◆ **Work to complete**:
From the entries that follow, copy each line in which "hooks" appears.

-- Opening Marker --

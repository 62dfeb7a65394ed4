//! The per-entry write/read pipeline (§4.4): checksum always runs over raw
//! bytes, compression is optional and applied to the packed payload.

use crate::error::{Error, Result};
use crate::hooks::HookRegistry;

pub struct WrittenEntry {
    pub raw_size: u64,
    pub packed: Vec<u8>,
    pub algo_id: u16,
    pub checksum: Vec<u8>,
}

/// Pipeline write step: checksum the raw bytes, optionally compress, and
/// hand back everything the Writer needs to place in the data region.
pub fn write_entry(hooks: &HookRegistry, raw: &[u8], algo_id: u16) -> Result<WrittenEntry> {
    let raw_size = raw.len() as u64;

    let packed = if algo_id != 0 {
        let compressor = hooks
            .compression(algo_id)
            .ok_or(Error::UnknownAlgoId(algo_id))?;
        compressor.compress(raw)?
    } else {
        raw.to_vec()
    };

    let checksum = match hooks.active_checksum() {
        Some(hook) => hook.compute(raw),
        None => Vec::new(),
    };

    Ok(WrittenEntry {
        raw_size,
        packed,
        algo_id,
        checksum,
    })
}

/// Pipeline read step: decompress if needed, then optionally verify the
/// checksum against the decompressed bytes.
pub fn read_entry(
    hooks: &HookRegistry,
    path: &str,
    packed: &[u8],
    raw_size: u64,
    algo_id: u16,
    stored_checksum: &[u8],
    verify: bool,
) -> Result<Vec<u8>> {
    let raw = if algo_id != 0 {
        let compressor = hooks
            .compression(algo_id)
            .ok_or(Error::UnknownAlgoId(algo_id))?;
        compressor.decompress(packed, raw_size).map_err(|e| {
            Error::DecompressError {
                path: path.to_string(),
                detail: e.to_string(),
            }
        })?
    } else {
        packed.to_vec()
    };

    if verify {
        if let Some(hook) = hooks.active_checksum() {
            if !stored_checksum.is_empty() && hook.compute(&raw) != stored_checksum {
                return Err(Error::ChecksumMismatch {
                    path: path.to_string(),
                });
            }
        }
    }

    Ok(raw)
}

-- Closing Marker --

◆ **Output of the exercise**:
use crate::hooks::HookRegistry;
pub fn write_entry(hooks: &HookRegistry, raw: &[u8], algo_id: u16) -> Result<WrittenEntry> {
        let compressor = hooks
    let checksum = match hooks.active_checksum() {
    hooks: &HookRegistry,
        let compressor = hooks
        if let Some(hook) = hooks.active_checksum() {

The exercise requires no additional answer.